Present exactly, and only, the lines running from the line that contains "resolved, playable source" through the end of the entries below.

### Stored data
---------------

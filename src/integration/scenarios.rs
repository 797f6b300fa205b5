//! Session lifecycle scenarios against a fake transcoder

use std::sync::Arc;
use std::time::Duration;

use super::fixtures::{
    failing_transcoder, fake_transcoder, process_alive, stubborn_transcoder, upload, wait_for,
    MockProber, MockResolver, TestEnv,
};
use crate::error::StreamError;
use crate::source::SourceDescriptor;
use crate::storage::{SegmentStore, MANIFEST_NAME};

const READY_TIMEOUT: Duration = Duration::from_secs(5);

fn value_after<'a>(args: &'a [String], flag: &str) -> Option<&'a str> {
    args.iter()
        .position(|a| a == flag)
        .and_then(|i| args.get(i + 1))
        .map(String::as_str)
}

#[tokio::test]
async fn test_start_becomes_ready() {
    let env = TestEnv::new(fake_transcoder());
    let controller = env.controller();

    let started = controller.start(upload("holiday.mp4")).await.unwrap();
    assert_eq!(started.display_name, "holiday.mp4");
    assert_eq!(started.duration.formatted(), "02:05");

    let status = wait_for(&controller, READY_TIMEOUT, |s| s.ready).await;
    assert!(status.ready);
    assert!(status.processing);
    assert_eq!(status.offset, 0.0);

    let pid = status.session.pid.unwrap();
    assert!(process_alive(pid));
    assert!(env.config.storage.upload_dir.join("holiday.mp4").exists());

    controller.shutdown().await;
    assert!(!process_alive(pid));
}

#[tokio::test]
async fn test_seek_without_session_touches_nothing() {
    let env = TestEnv::new(fake_transcoder());
    let controller = env.controller();
    std::fs::create_dir_all(env.segment_dir()).unwrap();
    std::fs::write(env.segment_dir().join("chunk-stream0-00001.m4s"), b"x").unwrap();

    let err = controller.seek(10.0).await.unwrap_err();
    assert!(matches!(err, StreamError::NoActiveSession));
    assert_eq!(env.metrics.transcoder_launches(), 0);
    assert!(env.segment_dir().join("chunk-stream0-00001.m4s").exists());
    assert_eq!(controller.status().await.epoch, 0);
}

#[tokio::test]
async fn test_invalid_offset_is_rejected_before_any_work() {
    let env = TestEnv::new(fake_transcoder());
    let controller = env.controller();
    controller.start(upload("a.mp4")).await.unwrap();
    let before = wait_for(&controller, READY_TIMEOUT, |s| s.session.pid.is_some()).await;

    assert!(matches!(
        controller.seek(-5.0).await,
        Err(StreamError::InvalidOffset(_))
    ));
    assert!(matches!(
        controller.seek(f64::NAN).await,
        Err(StreamError::InvalidOffset(_))
    ));

    let after = controller.status().await;
    assert_eq!(after.epoch, before.epoch);
    assert_eq!(after.session.pid, before.session.pid);
    controller.shutdown().await;
}

#[tokio::test]
async fn test_seek_restarts_at_offset() {
    let env = TestEnv::new(fake_transcoder());
    let controller = env.controller();

    controller.start(upload("movie.mkv")).await.unwrap();
    let first = wait_for(&controller, READY_TIMEOUT, |s| s.ready).await;
    let old_pid = first.session.pid.unwrap();

    let offset = controller.seek(30.0).await.unwrap();
    assert_eq!(offset, 30.0);

    // the old transcoder is gone and its output wiped before seek returns
    assert!(!process_alive(old_pid));
    let status = controller.status().await;
    assert!(!status.ready);
    assert!(status.processing);
    assert_eq!(status.offset, 30.0);
    assert!(!env.segment_dir().join(MANIFEST_NAME).exists());

    let status = wait_for(&controller, READY_TIMEOUT, |s| s.ready).await;
    assert!(status.ready);
    assert_ne!(status.session.pid, Some(old_pid));
    assert_eq!(value_after(&env.last_args(), "-ss"), Some("30"));

    // tracks come from the probe at start
    assert_eq!(env.prober.calls(), 1);
    assert_eq!(
        value_after(&env.last_args(), "-metadata:s:a:0"),
        Some("language=eng")
    );
    controller.shutdown().await;
}

#[tokio::test]
async fn test_seek_while_first_transcoder_is_starting() {
    let env = TestEnv::new(fake_transcoder());
    let controller = env.controller();

    controller.start(upload("movie.mkv")).await.unwrap();
    assert_eq!(controller.seek(10.0).await.unwrap(), 10.0);

    let status = wait_for(&controller, READY_TIMEOUT, |s| s.ready).await;
    assert!(status.ready);
    assert_eq!(status.epoch, 2);
    assert_eq!(status.offset, 10.0);
    assert_eq!(env.metrics.transcoder_launches(), 2);
    assert_eq!(value_after(&env.last_args(), "-ss"), Some("10"));

    let pid = status.session.pid.unwrap();
    assert!(process_alive(pid));
    controller.shutdown().await;
    assert!(!process_alive(pid));
}

#[tokio::test]
async fn test_concurrent_seeks_leave_one_transcoder() {
    let env = TestEnv::new(fake_transcoder());
    let controller = env.controller();

    controller.start(upload("movie.mkv")).await.unwrap();
    let first = wait_for(&controller, READY_TIMEOUT, |s| s.session.pid.is_some()).await;
    let first_pid = first.session.pid.unwrap();

    let (a, b) = tokio::join!(controller.seek(10.0), controller.seek(20.0));
    assert_eq!(a.unwrap(), 10.0);
    assert_eq!(b.unwrap(), 20.0);

    let status = wait_for(&controller, READY_TIMEOUT, |s| s.ready).await;
    assert_eq!(status.epoch, 3);
    assert_eq!(env.metrics.transcoder_launches(), 3);
    assert!(!process_alive(first_pid));

    let pid = status.session.pid.unwrap();
    assert!(process_alive(pid));
    let ss = value_after(&env.last_args(), "-ss").unwrap().to_string();
    assert_eq!(ss.parse::<f64>().unwrap(), status.offset);

    controller.shutdown().await;
    assert!(!process_alive(pid));
}

#[tokio::test]
async fn test_superseded_exit_does_not_clear_processing() {
    let env = TestEnv::new(fake_transcoder());
    let controller = env.controller();

    controller.start(upload("first.mp4")).await.unwrap();
    wait_for(&controller, READY_TIMEOUT, |s| s.session.pid.is_some()).await;

    controller.start(upload("second.mp4")).await.unwrap();
    // the first transcoder's exit has been observed by now
    tokio::time::sleep(Duration::from_millis(100)).await;

    let status = controller.status().await;
    assert!(status.processing);
    assert_eq!(status.epoch, 2);
    assert!(status.session.last_error.is_none());
    assert_eq!(status.session.source.unwrap().display_name, "second.mp4");
    assert!(!env.config.storage.upload_dir.join("first.mp4").exists());
    controller.shutdown().await;
}

#[tokio::test]
async fn test_failed_transcoder_is_not_retried() {
    let env = TestEnv::new(failing_transcoder());
    let controller = env.controller();

    controller.start(upload("broken.avi")).await.unwrap();
    let status = wait_for(&controller, READY_TIMEOUT, |s| !s.processing).await;

    assert!(!status.processing);
    assert!(!status.ready);
    assert!(status
        .session
        .last_error
        .unwrap()
        .contains("Invalid data found"));

    tokio::time::sleep(Duration::from_millis(200)).await;
    assert_eq!(env.metrics.transcoder_launches(), 1);
}

#[tokio::test]
async fn test_spawn_failure_is_reported_through_status() {
    let env = TestEnv::new("/nonexistent/ffmpeg_xyz".into());
    let controller = env.controller();

    controller.start(upload("a.mp4")).await.unwrap();
    let status = wait_for(&controller, READY_TIMEOUT, |s| !s.processing).await;
    assert!(!status.processing);
    assert!(status.session.last_error.unwrap().contains("spawn"));

    // the session itself survives, so a seek retries the launch
    assert!(controller.seek(5.0).await.is_ok());
}

#[tokio::test]
async fn test_stubborn_transcoder_is_killed() {
    let env = TestEnv::new(stubborn_transcoder());
    let controller = env.controller();

    controller.start(upload("a.mp4")).await.unwrap();
    let status = wait_for(&controller, READY_TIMEOUT, |s| s.session.pid.is_some()).await;
    let pid = status.session.pid.unwrap();
    tokio::time::sleep(Duration::from_millis(200)).await;

    controller.seek(12.0).await.unwrap();
    assert!(!process_alive(pid));
    assert_eq!(env.metrics.forced_kills(), 1);

    controller.shutdown().await;
}

#[tokio::test]
async fn test_no_audio_tracks_gets_silent_track() {
    let env = TestEnv::with_prober(fake_transcoder(), MockProber::default());
    let controller = env.controller();

    let started = controller.start(upload("silent.mp4")).await.unwrap();
    assert_eq!(started.duration.formatted(), "00:00");
    wait_for(&controller, READY_TIMEOUT, |s| s.ready).await;

    let args = env.last_args();
    assert_eq!(args.iter().filter(|a| a.starts_with("-c:a")).count(), 1);
    assert!(args.iter().any(|a| a == "1:a:0"));
    controller.shutdown().await;
}

#[tokio::test]
async fn test_remote_source() {
    let env = TestEnv::with_prober(
        fake_transcoder(),
        MockProber::with_tracks(&[Some("eng"), Some("fre")], 3725.0),
    );
    let controller = env.controller();

    let started = controller
        .start(SourceDescriptor::Remote(
            "https://drive.google.com/file/d/abc/view".into(),
        ))
        .await
        .unwrap();
    assert_eq!(started.display_name, "Remote Clip");
    assert_eq!(started.duration.formatted(), "1:02:05");
    wait_for(&controller, READY_TIMEOUT, |s| s.ready).await;

    let args = env.last_args();
    assert_eq!(value_after(&args, "-user_agent"), Some("Mozilla/5.0"));
    assert_eq!(value_after(&args, "-i"), Some("https://cdn.example/stream.mp4"));
    assert_eq!(value_after(&args, "-metadata:s:a:1"), Some("language=fre"));
    controller.shutdown().await;
}

#[tokio::test]
async fn test_disallowed_source_leaves_session_running() {
    let env = TestEnv::new(fake_transcoder());
    let controller = env.controller();

    controller.start(upload("keep.mp4")).await.unwrap();
    let before = wait_for(&controller, READY_TIMEOUT, |s| s.ready).await;
    let pid = before.session.pid.unwrap();

    let store = SegmentStore::new(env.segment_dir());
    let mut files_before = store.list().await.unwrap();
    files_before.sort();

    let err = controller
        .start(SourceDescriptor::Remote("https://www.youtube.com/watch?v=x".into()))
        .await
        .unwrap_err();
    assert_eq!(err.kind(), "ResolutionFailed");
    assert_eq!(env.resolver.calls(), 0);

    let after = controller.status().await;
    assert!(after.ready);
    assert_eq!(after.epoch, before.epoch);
    assert!(process_alive(pid));

    let mut files_after = store.list().await.unwrap();
    files_after.sort();
    assert_eq!(files_after, files_before);
    controller.shutdown().await;
}

#[tokio::test]
async fn test_unreachable_source_is_resolution_failure() {
    let mut env = TestEnv::new(fake_transcoder());
    env.resolver = Arc::new(MockResolver {
        fail: true,
        ..MockResolver::default()
    });
    let controller = env.controller();

    let err = controller
        .start(SourceDescriptor::Remote(
            "https://drive.google.com/file/d/gone/view".into(),
        ))
        .await
        .unwrap_err();
    assert!(matches!(err, StreamError::ResolutionFailed(_)));
    assert_eq!(env.resolver.calls(), 1);
    assert_eq!(controller.status().await.epoch, 0);
}
//! Media source descriptors
//!
//! A [`SourceDescriptor`] is what a client submits to start a session; a
//! [`MediaSource`] is what it resolves to: a concrete locator ffmpeg can
//! open plus a display name.

use serde::Serialize;
use std::path::PathBuf;

/// Where a session's media comes from
#[derive(Debug, Clone, Copy, PartialEq, Eq, Serialize)]
#[serde(rename_all = "lowercase")]
pub enum SourceKind {
    Local,
    Remote,
}

impl std::fmt::Display for SourceKind {
    fn fmt(&self, f: &mut std::fmt::Formatter<'_>) -> std::fmt::Result {
        match self {
            SourceKind::Local => write!(f, "local"),
            SourceKind::Remote => write!(f, "remote"),
        }
    }
}

/// A file uploaded by the client, received into the staging area
#[derive(Debug, Clone)]
pub struct UploadedFile {
    /// File name as sent by the client
    pub file_name: String,
    pub staged: PathBuf,
    pub size: u64,
}

/// Client-supplied source for a new session
#[derive(Debug, Clone)]
pub enum SourceDescriptor {
    Upload(UploadedFile),
    Remote(String),
}

/// A resolved, playable source
#[derive(Debug, Clone, PartialEq, Serialize)]
pub struct MediaSource {
    /// Local file path or resolved remote URL
    pub locator: String,
    pub kind: SourceKind,
    pub display_name: String,
}

impl MediaSource {
    pub fn local(locator: impl Into<String>, display_name: impl Into<String>) -> Self {
        Self {
            locator: locator.into(),
            kind: SourceKind::Local,
            display_name: display_name.into(),
        }
    }

    pub fn remote(locator: impl Into<String>, display_name: impl Into<String>) -> Self {
        Self {
            locator: locator.into(),
            kind: SourceKind::Remote,
            display_name: display_name.into(),
        }
    }

    pub fn is_remote(&self) -> bool {
        self.kind == SourceKind::Remote
    }
}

---------------

### Result for this task
/// A resolved, playable source
#[derive(Debug, Clone, PartialEq, Serialize)]
pub struct MediaSource {
    /// Local file path or resolved remote URL
    pub locator: String,
    pub kind: SourceKind,
    pub display_name: String,
}

impl MediaSource {
    pub fn local(locator: impl Into<String>, display_name: impl Into<String>) -> Self {
        Self {
            locator: locator.into(),
            kind: SourceKind::Local,
            display_name: display_name.into(),
        }
    }

    pub fn remote(locator: impl Into<String>, display_name: impl Into<String>) -> Self {
        Self {
            locator: locator.into(),
            kind: SourceKind::Remote,
            display_name: display_name.into(),
        }
    }

    pub fn is_remote(&self) -> bool {
        self.kind == SourceKind::Remote
    }
}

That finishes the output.